You had a couple of errors which I have corrected

coordinates.push({'x' : 1000+i, 'y' : 200+i});

These values put the box outside the range of the camera.

frame: i * frameRate,

Let us look further at frames and frameRate and different ways to use them.

Suppose we want the animation to last 50 seconds at a frameRate of 6 frames per second, then we need a total of 50 * 6 = 300 frames

Say our key frames are at 0, 25 and 50 seconds are at frame numbers 0, 150, and 300

frame 0 is at 0 seconds, frame 150 is at 25 seconds and frame 300 is at 50 seconds

In general we can then set frame number to be fraction of time * total time * frameRate

so

keyFrames.push({
        frame: 0 * totalTime * frameRate,
        value: atstart
    });

    keyFrames.push({
        frame: 0.5  * totalTime * frameRate ,
        value: halfWay
    });

    keyFrames.push({
        frame: 1 *  totalTime * frameRate,
        value: atEnd
    });

Taking this approach of building the frameRate into the frame number when you change the frameRate the time of the animation does not change.

There is yet another approach, more in line with your example.

We have 80 values to hit

for (i = 0;  i < 80;  i++) {
    keyFrames.push({
        frame: i,
        value: valueAt[i]
    });
}

Now I want the animation to last 15 seconds, as there are 80 frames I need a frameRate of 15 / 80 frames per second,

Decreasing the frame rate will increase the time of the animation as it will play slower.

Line 30 - The last frame number is fixed so only needs to be there once and outside the loop and is the length of your x, y array less one.
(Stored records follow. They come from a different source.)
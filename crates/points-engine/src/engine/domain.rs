use chrono::{Datelike, NaiveDateTime};
use rust_decimal::Decimal;
use serde::{Deserialize, Serialize};
use std::fmt;
use std::str::FromStr;

/// Identifier wrapper for submissions owned by the external review registry.
#[derive(Debug, Clone, PartialEq, Eq, Hash, Serialize, Deserialize)]
pub struct SubmissionId(pub String);

impl fmt::Display for SubmissionId {
    fn fmt(&self, f: &mut fmt::Formatter<'_>) -> fmt::Result {
        f.write_str(&self.0)
    }
}

/// Stage identifier in the `area-index` form used across the homework board.
///
/// The area component gates point eligibility: stages below
/// [`crate::engine::rules::MIN_SCORING_AREA`] never accrue points.
#[derive(Debug, Clone, Copy, PartialEq, Eq, Hash, Serialize, Deserialize)]
#[serde(try_from = "String", into = "String")]
pub struct StageId {
    pub area: u32,
    pub index: u32,
}

impl StageId {
    pub const fn new(area: u32, index: u32) -> Self {
        Self { area, index }
    }
}

impl fmt::Display for StageId {
    fn fmt(&self, f: &mut fmt::Formatter<'_>) -> fmt::Result {
        write!(f, "{}-{}", self.area, self.index)
    }
}

impl FromStr for StageId {
    type Err = String;

    fn from_str(value: &str) -> Result<Self, Self::Err> {
        let (area, index) = value
            .split_once('-')
            .ok_or_else(|| format!("stage id '{value}' is not in area-index form"))?;
        let area = area
            .parse::<u32>()
            .map_err(|_| format!("stage id '{value}' has a non-numeric area"))?;
        let index = index
            .parse::<u32>()
            .map_err(|_| format!("stage id '{value}' has a non-numeric index"))?;
        Ok(Self { area, index })
    }
}

impl TryFrom<String> for StageId {
    type Error = String;

    fn try_from(value: String) -> Result<Self, Self::Error> {
        value.parse()
    }
}

impl From<StageId> for String {
    fn from(value: StageId) -> Self {
        value.to_string()
    }
}

/// Calendar month key (`YYYY-MM`) used for aggregates and prize pools.
#[derive(Debug, Clone, Copy, PartialEq, Eq, PartialOrd, Ord, Hash, Serialize, Deserialize)]
#[serde(try_from = "String", into = "String")]
pub struct YearMonth {
    year: i32,
    month: u32,
}

impl YearMonth {
    pub fn new(year: i32, month: u32) -> Result<Self, String> {
        if !(1..=12).contains(&month) {
            return Err(format!("month must be between 1 and 12, got {month}"));
        }
        Ok(Self { year, month })
    }

    pub fn from_datetime(at: NaiveDateTime) -> Self {
        Self {
            year: at.year(),
            month: at.month(),
        }
    }

    pub fn previous(self) -> Self {
        if self.month == 1 {
            Self {
                year: self.year - 1,
                month: 12,
            }
        } else {
            Self {
                year: self.year,
                month: self.month - 1,
            }
        }
    }

    pub fn next(self) -> Self {
        if self.month == 12 {
            Self {
                year: self.year + 1,
                month: 1,
            }
        } else {
            Self {
                year: self.year,
                month: self.month + 1,
            }
        }
    }

    pub const fn year(self) -> i32 {
        self.year
    }

    pub const fn month(self) -> u32 {
        self.month
    }
}

impl fmt::Display for YearMonth {
    fn fmt(&self, f: &mut fmt::Formatter<'_>) -> fmt::Result {
        write!(f, "{:04}-{:02}", self.year, self.month)
    }
}

impl FromStr for YearMonth {
    type Err = String;

    fn from_str(value: &str) -> Result<Self, Self::Err> {
        let (year, month) = value
            .split_once('-')
            .ok_or_else(|| format!("year-month '{value}' is not in YYYY-MM form"))?;
        let year = year
            .parse::<i32>()
            .map_err(|_| format!("year-month '{value}' has a non-numeric year"))?;
        let month = month
            .parse::<u32>()
            .map_err(|_| format!("year-month '{value}' has a non-numeric month"))?;
        Self::new(year, month)
    }
}

impl TryFrom<String> for YearMonth {
    type Error = String;

    fn try_from(value: String) -> Result<Self, Self::Error> {
        value.parse()
    }
}

impl From<YearMonth> for String {
    fn from(value: YearMonth) -> Self {
        value.to_string()
    }
}

/// Approval event consumed from the submission registry.
#[derive(Debug, Clone, PartialEq, Serialize, Deserialize)]
pub struct ApprovedSubmission {
    pub submission_id: SubmissionId,
    pub nickname: String,
    pub stage: StageId,
    pub team_count: u32,
    /// Creation time of the submission itself; its month decides which pool
    /// the points belong to, not the time of approval.
    pub submitted_at: NaiveDateTime,
}

/// Permanent ledger row recording one accrual. Immutable once written; the
/// only legal mutation is deletion when the submission is later reversed.
#[derive(Debug, Clone, PartialEq, Serialize, Deserialize)]
pub struct AccrualEntry {
    pub nickname: String,
    pub submission_id: SubmissionId,
    pub stage: StageId,
    pub team_count: u32,
    pub points: Decimal,
    pub is_halved: bool,
    pub year_month: YearMonth,
    pub created_at: NaiveDateTime,
}

/// Per-user running total for a month, live only while that month's pool is
/// open. Rows whose points and count both reach zero are deleted.
#[derive(Debug, Clone, PartialEq, Serialize, Deserialize)]
pub struct MonthlyAggregate {
    pub nickname: String,
    pub year_month: YearMonth,
    pub points: Decimal,
    pub homework_count: u32,
}

impl MonthlyAggregate {
    pub fn empty(nickname: String, year_month: YearMonth) -> Self {
        Self {
            nickname,
            year_month,
            points: Decimal::ZERO,
            homework_count: 0,
        }
    }
}

/// One prize pool per calendar month, created lazily on first access.
#[derive(Debug, Clone, PartialEq, Serialize, Deserialize)]
pub struct PrizePool {
    pub year_month: YearMonth,
    pub base_pool: Decimal,
    pub carry_over: Decimal,
    pub total_pool: Decimal,
    pub total_points: Decimal,
    pub distributed: Decimal,
    pub next_carry_over: Decimal,
    pub is_settled: bool,
    pub settled_at: Option<NaiveDateTime>,
}

impl PrizePool {
    pub fn open(year_month: YearMonth, base_pool: Decimal, carry_over: Decimal) -> Self {
        Self {
            year_month,
            base_pool,
            carry_over,
            total_pool: base_pool + carry_over,
            total_points: Decimal::ZERO,
            distributed: Decimal::ZERO,
            next_carry_over: Decimal::ZERO,
            is_settled: false,
            settled_at: None,
        }
    }
}

/// Month entry for history browsing.
#[derive(Debug, Clone, Copy, PartialEq, Eq, Serialize)]
pub struct PoolStatus {
    pub year_month: YearMonth,
    pub is_settled: bool,
}

/// Singleton configuration driving the automatic settlement trigger.
#[derive(Debug, Clone, PartialEq, Eq, Serialize, Deserialize)]
pub struct SettlementConfig {
    pub enabled: bool,
    pub day_of_month: u8,
    pub hour: u8,
    pub minute: u8,
    /// Month in which the scheduler last fired, guarding against a second
    /// trigger within the same calendar month.
    pub last_settled_month: Option<YearMonth>,
}

impl Default for SettlementConfig {
    fn default() -> Self {
        Self {
            enabled: false,
            day_of_month: 1,
            hour: 0,
            minute: 0,
            last_settled_month: None,
        }
    }
}

impl SettlementConfig {
    pub fn validate(&self) -> Result<(), SettlementConfigError> {
        if !(1..=28).contains(&self.day_of_month) {
            return Err(SettlementConfigError::DayOutOfRange(self.day_of_month));
        }
        if self.hour > 23 {
            return Err(SettlementConfigError::HourOutOfRange(self.hour));
        }
        if self.minute > 59 {
            return Err(SettlementConfigError::MinuteOutOfRange(self.minute));
        }
        Ok(())
    }
}

/// Range violations rejected at the configuration boundary, before storage.
#[derive(Debug, Clone, PartialEq, Eq, thiserror::Error)]
pub enum SettlementConfigError {
    #[error("day_of_month must be between 1 and 28, got {0}")]
    DayOutOfRange(u8),
    #[error("hour must be between 0 and 23, got {0}")]
    HourOutOfRange(u8),
    #[error("minute must be between 0 and 59, got {0}")]
    MinuteOutOfRange(u8),
}

/// Per-user line of a settlement report. `reward` is rounded to 2 decimal
/// places for reporting; stored aggregates keep full precision.
#[derive(Debug, Clone, PartialEq, Serialize)]
pub struct UserReward {
    pub nickname: String,
    pub points: Decimal,
    pub reward: Decimal,
}

/// Result of settling one month, returned to the caller and mirrored onto the
/// pool row.
#[derive(Debug, Clone, PartialEq, Serialize)]
pub struct SettlementReport {
    pub year_month: YearMonth,
    pub total_points: Decimal,
    pub total_pool: Decimal,
    pub distributed: Decimal,
    pub next_carry_over: Decimal,
    pub rewards: Vec<UserReward>,
}

/// Ranked leaderboard row for one month. While the month is open the reward
/// column is a projection under the current pool; after settlement it is the
/// amount actually distributed.
#[derive(Debug, Clone, PartialEq, Serialize)]
pub struct LeaderboardEntry {
    pub rank: u32,
    pub nickname: String,
    pub points: Decimal,
    pub homework_count: u32,
    pub reward: Decimal,
}

/// Leaderboard response for one month.
#[derive(Debug, Clone, PartialEq, Serialize)]
pub struct MonthLeaderboard {
    pub year_month: YearMonth,
    pub is_settled: bool,
    pub total_pool: Decimal,
    pub total_points: Decimal,
    pub entries: Vec<LeaderboardEntry>,
}

/// Lifetime ranking row computed from the permanent ledger; unaffected by
/// settlement state.
#[derive(Debug, Clone, PartialEq, Serialize)]
pub struct LifetimeRankEntry {
    pub rank: u32,
    pub nickname: String,
    pub points: Decimal,
    pub homework_count: u32,
}
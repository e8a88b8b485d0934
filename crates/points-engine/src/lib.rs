pub mod config;
pub mod engine;
pub mod error;
pub mod telemetry;
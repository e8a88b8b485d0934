mod cli;
mod demo;
mod infra;
mod routes;
mod server;

use points_engine::error::AppError;

pub async fn run() -> Result<(), AppError> {
    cli::run().await
}
use crate::infra::InMemorySubmissionRegistry;
use chrono::{NaiveDate, NaiveDateTime};
use clap::Args;
use points_engine::engine::{
    ApprovedSubmission, MemoryPointsStore, PointsEngine, StageId, SubmissionId, SystemClock,
    YearMonth, DEFAULT_BASE_POOL,
};
use points_engine::error::AppError;
use rust_decimal::Decimal;
use std::sync::Arc;

#[derive(Args, Debug, Default)]
pub(crate) struct DemoArgs {
    /// Base pool for the demo month (defaults to the standard amount)
    #[arg(long)]
    pub(crate) base_pool: Option<Decimal>,
    /// Skip the reversal step of the replay
    #[arg(long)]
    pub(crate) skip_reversal: bool,
}

struct DemoSubmission {
    id: &'static str,
    nickname: &'static str,
    stage: StageId,
    team_count: u32,
    submitted_at: NaiveDateTime,
}

fn demo_month() -> YearMonth {
    YearMonth::new(2026, 7).expect("valid demo month")
}

fn demo_submissions() -> Vec<DemoSubmission> {
    let at = |day: u32, hour: u32| -> NaiveDateTime {
        NaiveDate::from_ymd_opt(2026, 7, day)
            .expect("valid demo date")
            .and_hms_opt(hour, 0, 0)
            .expect("valid demo time")
    };

    vec![
        DemoSubmission {
            id: "hw-1001",
            nickname: "alice",
            stage: StageId::new(19, 1),
            team_count: 3,
            submitted_at: at(2, 9),
        },
        DemoSubmission {
            id: "hw-1002",
            nickname: "bob",
            stage: StageId::new(19, 1),
            team_count: 3,
            submitted_at: at(3, 14),
        },
        DemoSubmission {
            id: "hw-1003",
            nickname: "alice",
            stage: StageId::new(20, 2),
            team_count: 2,
            submitted_at: at(8, 11),
        },
        DemoSubmission {
            id: "hw-1004",
            nickname: "carol",
            stage: StageId::new(12, 3),
            team_count: 3,
            submitted_at: at(12, 16),
        },
        DemoSubmission {
            id: "hw-1005",
            nickname: "dave",
            stage: StageId::new(21, 1),
            team_count: 1,
            submitted_at: at(19, 10),
        },
    ]
}

pub(crate) fn run_demo(args: DemoArgs) -> Result<(), AppError> {
    let base_pool = args.base_pool.unwrap_or(DEFAULT_BASE_POOL);
    let store = Arc::new(MemoryPointsStore::new(base_pool));
    let clock = Arc::new(SystemClock);
    let engine = PointsEngine::new(store, clock);
    let registry = InMemorySubmissionRegistry::default();
    let month = demo_month();

    println!("Points settlement demo ({month}, base pool {base_pool})");

    println!("\nApproved submissions");
    for submission in demo_submissions() {
        let submission_id = SubmissionId(submission.id.to_string());
        let has_other_approved = registry.has_other_approved(submission.stage, &submission_id);
        let outcome = engine.record_approval(
            ApprovedSubmission {
                submission_id: submission_id.clone(),
                nickname: submission.nickname.to_string(),
                stage: submission.stage,
                team_count: submission.team_count,
                submitted_at: submission.submitted_at,
            },
            has_other_approved,
        )?;
        registry.mark_approved(submission_id, submission.stage);

        let note = if outcome.entry.is_halved {
            " (halved, stage already cleared)"
        } else if outcome.entry.points.is_zero() {
            " (area below scoring threshold)"
        } else {
            ""
        };
        println!(
            "- {} by {} on stage {}: {} points{}",
            submission.id, submission.nickname, submission.stage, outcome.entry.points, note
        );
    }

    if !args.skip_reversal {
        let retracted = SubmissionId("hw-1005".to_string());
        if let Some(reversal) = engine.record_reversal(&retracted)? {
            registry.mark_reversed(&retracted);
            println!(
                "\nReversal: {} retracted, {} points removed",
                retracted, reversal.entry.points
            );
        }
    }

    println!("\nStandings before settlement");
    let leaderboard = engine.leaderboard(month)?;
    for entry in &leaderboard.entries {
        println!(
            "{:>2}. {} - {} points across {} submissions (projected reward {})",
            entry.rank, entry.nickname, entry.points, entry.homework_count, entry.reward
        );
    }

    let report = engine.settle(month)?;
    println!("\nSettlement for {}", report.year_month);
    println!("- pool {} against {} points", report.total_pool, report.total_points);
    println!(
        "- {} distributed, {} carried over",
        report.distributed, report.next_carry_over
    );
    for reward in &report.rewards {
        println!("  - {} receives {}", reward.nickname, reward.reward);
    }

    let next = engine.pool(month.next())?;
    println!(
        "\nNext month {} opens with {} (base {} + carry-over {})",
        next.year_month, next.total_pool, next.base_pool, next.carry_over
    );

    Ok(())
}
Thank you @JohnK , thank you for your time and i believe i understood most of the part.

Just a random doubt, for the second case, we are having frame numbers are 1,2,3,4,5 etc.
But for the first case which you mentioned, the one with 0,150,300 … So the frame per sec is 6 right.
So my question is we place frameNumbers with this much of difference, how does babylon handles it? like for keyframes in between, say 0 to 150, values will be automatically calculated?

Yes.

So i guess increasing the frameNumber will increase the animation speed as the frame rates will be increased?

coordinates.push({‘x’ : 1000+i, ‘y’ : 200+i});

These values put the box outside the range of the camera.

@JohnK Could you elaborate on this as im not aware of how much range can the cam cover?

@JohnK And is there any way to add the orientation too?? Like for the vehicles, i need to add the turning and stuff

Yes - you can use any mesh property.

Often the best way to find if something works is just try it out in a playground.